Arrow Point to Lion Head Point State Marine Conservation Area

hilly coastline


Arrow Point to Lion Head Point State Marine Conservation Area (SMCA) is located northwest of the town of Two Harbors along the northeastern side of Santa Catalina Island. The SMCA covers a narrow band of nearshore marine habitat nearly three miles long, the greatest length of protected shoreline on the island.

This marine protected area (MPA) covers a little more than half a square mile to depths of around 250 feet, and features sandy beaches, rocky shores, sandy and rocky seafloor, surfgrass beds, and kelp forests. Bays and coves dot the coastline, providing mooring and anchorage sites for boaters. Within the MPA, recreational anglers and spear fishermen can fish in accordance with current regulations, however no invertebrates, including lobster, abalone, crabs, and rock scallops, may be taken.

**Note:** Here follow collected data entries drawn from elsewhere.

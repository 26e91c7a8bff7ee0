use serde::{Deserialize, Serialize};

pub const DEFAULT_MIME_TYPE: &str = "application/octet-stream";

#[derive(Debug, Clone, Copy, PartialEq, Eq, Serialize, Deserialize)]
#[serde(rename_all = "snake_case")]
pub enum MediaType {
    Image,
    Audio,
    Video,
    Document,
    Unknown,
}

impl MediaType {
    #[must_use]
    pub fn from_mime(mime: &str) -> Self {
        let Ok(parsed) = mime.trim().parse::<mime::Mime>() else {
            return Self::Unknown;
        };
        let top = parsed.type_();
        if top == mime::IMAGE {
            Self::Image
        } else if top == mime::AUDIO {
            Self::Audio
        } else if top == mime::VIDEO {
            Self::Video
        } else if top == mime::TEXT || parsed.essence_str() == mime::APPLICATION_PDF.essence_str()
        {
            Self::Document
        } else {
            Self::Unknown
        }
    }

    #[must_use]
    pub fn as_str(&self) -> &'static str {
        match self {
            Self::Image => "image",
            Self::Audio => "audio",
            Self::Video => "video",
            Self::Document => "document",
            Self::Unknown => "unknown",
        }
    }
}

/// A downloaded payload ready to hand to a reply channel.
#[derive(Debug, Clone, PartialEq, Eq, Serialize, Deserialize)]
#[serde(rename_all = "camelCase")]
pub struct FetchedMedia {
    pub mime_type: String,
    pub base64: String,
}

impl FetchedMedia {
    #[must_use]
    pub fn new(mime_type: impl Into<String>, base64: impl Into<String>) -> Self {
        Self {
            mime_type: mime_type.into(),
            base64: base64.into(),
        }
    }

    #[must_use]
    pub fn media_type(&self) -> MediaType {
        MediaType::from_mime(&self.mime_type)
    }

    /// Decoded payload size, derived from the base64 length.
    #[must_use]
    pub fn decoded_len(&self) -> usize {
        let padding = self.base64.bytes().rev().take_while(|b| *b == b'=').count();
        (self.base64.len() / 4 * 3).saturating_sub(padding)
    }
}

The habitats and associated wildlife in this MPA are quite diverse. Sheep crab scuttle along the sandy seafloor, while large spiny lobster and octopi can be spotted amongst the rocky reefs. Kelp bass and señoritas move through kelp, while pipefish swim through the surfgrass beds lining the ocean floor.


It is unlawful to injure, damage, take, or possess any living, geological, or cultural marine resource, EXCEPT:

Recreational take of marine plants and finfish is allowed. Recreational take of invertebrates is prohibited. All commercial take is allowed in accordance with current regulations.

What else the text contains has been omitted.